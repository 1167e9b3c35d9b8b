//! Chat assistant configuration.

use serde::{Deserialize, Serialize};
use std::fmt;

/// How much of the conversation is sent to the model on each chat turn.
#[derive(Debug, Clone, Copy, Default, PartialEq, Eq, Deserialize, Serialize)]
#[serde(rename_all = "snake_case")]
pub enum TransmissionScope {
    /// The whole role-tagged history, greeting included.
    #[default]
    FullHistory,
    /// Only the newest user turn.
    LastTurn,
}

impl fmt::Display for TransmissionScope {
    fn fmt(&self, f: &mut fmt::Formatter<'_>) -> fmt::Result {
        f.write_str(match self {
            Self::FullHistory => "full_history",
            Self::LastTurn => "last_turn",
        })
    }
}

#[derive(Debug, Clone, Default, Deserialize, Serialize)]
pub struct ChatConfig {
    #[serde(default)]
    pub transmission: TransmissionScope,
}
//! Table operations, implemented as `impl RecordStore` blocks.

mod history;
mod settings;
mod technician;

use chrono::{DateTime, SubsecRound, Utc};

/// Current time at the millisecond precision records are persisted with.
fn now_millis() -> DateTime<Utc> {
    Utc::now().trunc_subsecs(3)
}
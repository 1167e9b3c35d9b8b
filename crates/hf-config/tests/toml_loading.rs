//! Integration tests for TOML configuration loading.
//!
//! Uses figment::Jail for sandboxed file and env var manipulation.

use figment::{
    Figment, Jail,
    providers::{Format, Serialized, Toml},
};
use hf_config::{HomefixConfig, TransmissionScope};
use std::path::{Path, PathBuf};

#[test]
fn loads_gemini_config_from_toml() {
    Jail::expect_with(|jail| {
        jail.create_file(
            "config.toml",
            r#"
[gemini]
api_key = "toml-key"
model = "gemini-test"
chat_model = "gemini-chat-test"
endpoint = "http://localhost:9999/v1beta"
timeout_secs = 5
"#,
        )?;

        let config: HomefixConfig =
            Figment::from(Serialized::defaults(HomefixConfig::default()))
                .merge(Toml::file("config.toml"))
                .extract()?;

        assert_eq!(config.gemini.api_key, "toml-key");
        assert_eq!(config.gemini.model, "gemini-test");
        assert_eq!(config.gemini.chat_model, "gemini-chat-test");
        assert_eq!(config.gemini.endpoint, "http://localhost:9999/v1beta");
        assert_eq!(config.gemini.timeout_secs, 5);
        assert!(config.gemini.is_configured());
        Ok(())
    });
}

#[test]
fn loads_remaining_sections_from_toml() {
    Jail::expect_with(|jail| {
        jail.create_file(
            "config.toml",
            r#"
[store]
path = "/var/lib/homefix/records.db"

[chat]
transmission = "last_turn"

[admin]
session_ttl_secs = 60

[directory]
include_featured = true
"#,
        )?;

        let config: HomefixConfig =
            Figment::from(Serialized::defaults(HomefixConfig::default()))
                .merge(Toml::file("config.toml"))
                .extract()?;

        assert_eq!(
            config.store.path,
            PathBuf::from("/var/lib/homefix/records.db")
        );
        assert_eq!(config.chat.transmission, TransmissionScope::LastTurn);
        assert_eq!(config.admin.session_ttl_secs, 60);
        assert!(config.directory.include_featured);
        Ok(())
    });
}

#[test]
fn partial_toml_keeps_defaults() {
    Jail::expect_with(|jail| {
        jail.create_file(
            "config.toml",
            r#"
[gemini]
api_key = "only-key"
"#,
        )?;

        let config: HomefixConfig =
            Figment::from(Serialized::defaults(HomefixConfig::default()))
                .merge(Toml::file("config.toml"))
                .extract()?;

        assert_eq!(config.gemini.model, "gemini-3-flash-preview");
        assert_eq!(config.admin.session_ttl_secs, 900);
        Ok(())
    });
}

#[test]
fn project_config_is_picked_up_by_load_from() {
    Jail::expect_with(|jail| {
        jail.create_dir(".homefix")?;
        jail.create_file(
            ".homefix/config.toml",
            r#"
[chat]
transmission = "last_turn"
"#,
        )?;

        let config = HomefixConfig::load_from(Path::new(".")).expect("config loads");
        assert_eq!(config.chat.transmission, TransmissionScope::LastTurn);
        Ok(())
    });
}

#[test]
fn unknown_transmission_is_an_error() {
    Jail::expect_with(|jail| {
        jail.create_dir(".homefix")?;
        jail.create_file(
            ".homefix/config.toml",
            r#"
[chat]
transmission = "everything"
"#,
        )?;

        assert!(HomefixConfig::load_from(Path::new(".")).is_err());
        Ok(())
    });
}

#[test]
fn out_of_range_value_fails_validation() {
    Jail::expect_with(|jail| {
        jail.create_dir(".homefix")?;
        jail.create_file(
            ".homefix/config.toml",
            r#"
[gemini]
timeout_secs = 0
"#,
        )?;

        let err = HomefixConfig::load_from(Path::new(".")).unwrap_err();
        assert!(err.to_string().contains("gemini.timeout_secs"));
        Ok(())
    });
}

========

Every line of the records above needs to be given again exactly.

## EXERCISE OUTPUT
repository 1167e9b3c35d9b8b
//! Chat assistant configuration.

use serde::{Deserialize, Serialize};
use std::fmt;

/// How much of the conversation is sent to the model on each chat turn.
#[derive(Debug, Clone, Copy, Default, PartialEq, Eq, Deserialize, Serialize)]
#[serde(rename_all = "snake_case")]
pub enum TransmissionScope {
    /// The whole role-tagged history, greeting included.
    #[default]
    FullHistory,
    /// Only the newest user turn.
    LastTurn,
}

impl fmt::Display for TransmissionScope {
    fn fmt(&self, f: &mut fmt::Formatter<'_>) -> fmt::Result {
        f.write_str(match self {
            Self::FullHistory => "full_history",
            Self::LastTurn => "last_turn",
        })
    }
}

#[derive(Debug, Clone, Default, Deserialize, Serialize)]
pub struct ChatConfig {
    #[serde(default)]
    pub transmission: TransmissionScope,
}
//! Table operations, implemented as `impl RecordStore` blocks.

mod history;
mod settings;
mod technician;

use chrono::{DateTime, SubsecRound, Utc};

/// Current time at the millisecond precision records are persisted with.
fn now_millis() -> DateTime<Utc> {
    Utc::now().trunc_subsecs(3)
}
repository 1167e9b3c35d9b8b
filename crates/hf-config/tests/toml_loading.rs
//! Integration tests for TOML configuration loading.
//!
//! Uses figment::Jail for sandboxed file and env var manipulation.

use figment::{
    Figment, Jail,
    providers::{Format, Serialized, Toml},
};
use hf_config::{HomefixConfig, TransmissionScope};
use std::path::{Path, PathBuf};

#[test]
fn loads_gemini_config_from_toml() {
    Jail::expect_with(|jail| {
        jail.create_file(
            "config.toml",
            r#"
[gemini]
api_key = "toml-key"
model = "gemini-test"
chat_model = "gemini-chat-test"
endpoint = "http://localhost:9999/v1beta"
timeout_secs = 5
"#,
        )?;

        let config: HomefixConfig =
            Figment::from(Serialized::defaults(HomefixConfig::default()))
                .merge(Toml::file("config.toml"))
                .extract()?;

        assert_eq!(config.gemini.api_key, "toml-key");
        assert_eq!(config.gemini.model, "gemini-test");
        assert_eq!(config.gemini.chat_model, "gemini-chat-test");
        assert_eq!(config.gemini.endpoint, "http://localhost:9999/v1beta");
        assert_eq!(config.gemini.timeout_secs, 5);
        assert!(config.gemini.is_configured());
        Ok(())
    });
}

#[test]
fn loads_remaining_sections_from_toml() {
    Jail::expect_with(|jail| {
        jail.create_file(
            "config.toml",
            r#"
[store]
path = "/var/lib/homefix/records.db"

[chat]
transmission = "last_turn"

[admin]
session_ttl_secs = 60

[directory]
include_featured = true
"#,
        )?;

        let config: HomefixConfig =
            Figment::from(Serialized::defaults(HomefixConfig::default()))
                .merge(Toml::file("config.toml"))
                .extract()?;

        assert_eq!(
            config.store.path,
            PathBuf::from("/var/lib/homefix/records.db")
        );
        assert_eq!(config.chat.transmission, TransmissionScope::LastTurn);
        assert_eq!(config.admin.session_ttl_secs, 60);
        assert!(config.directory.include_featured);
        Ok(())
    });
}

#[test]
fn partial_toml_keeps_defaults() {
    Jail::expect_with(|jail| {
        jail.create_file(
            "config.toml",
            r#"
[gemini]
api_key = "only-key"
"#,
        )?;

        let config: HomefixConfig =
            Figment::from(Serialized::defaults(HomefixConfig::default()))
                .merge(Toml::file("config.toml"))
                .extract()?;

        assert_eq!(config.gemini.model, "gemini-3-flash-preview");
        assert_eq!(config.admin.session_ttl_secs, 900);
        Ok(())
    });
}

#[test]
fn project_config_is_picked_up_by_load_from() {
    Jail::expect_with(|jail| {
        jail.create_dir(".homefix")?;
        jail.create_file(
            ".homefix/config.toml",
            r#"
[chat]
transmission = "last_turn"
"#,
        )?;

        let config = HomefixConfig::load_from(Path::new(".")).expect("config loads");
        assert_eq!(config.chat.transmission, TransmissionScope::LastTurn);
        Ok(())
    });
}

#[test]
fn unknown_transmission_is_an_error() {
    Jail::expect_with(|jail| {
        jail.create_dir(".homefix")?;
        jail.create_file(
            ".homefix/config.toml",
            r#"
[chat]
transmission = "everything"
"#,
        )?;

        assert!(HomefixConfig::load_from(Path::new(".")).is_err());
        Ok(())
    });
}

#[test]
fn out_of_range_value_fails_validation() {
    Jail::expect_with(|jail| {
        jail.create_dir(".homefix")?;
        jail.create_file(
            ".homefix/config.toml",
            r#"
[gemini]
timeout_secs = 0
"#,
        )?;

        let err = HomefixConfig::load_from(Path::new(".")).unwrap_err();
        assert!(err.to_string().contains("gemini.timeout_secs"));
        Ok(())
    });
}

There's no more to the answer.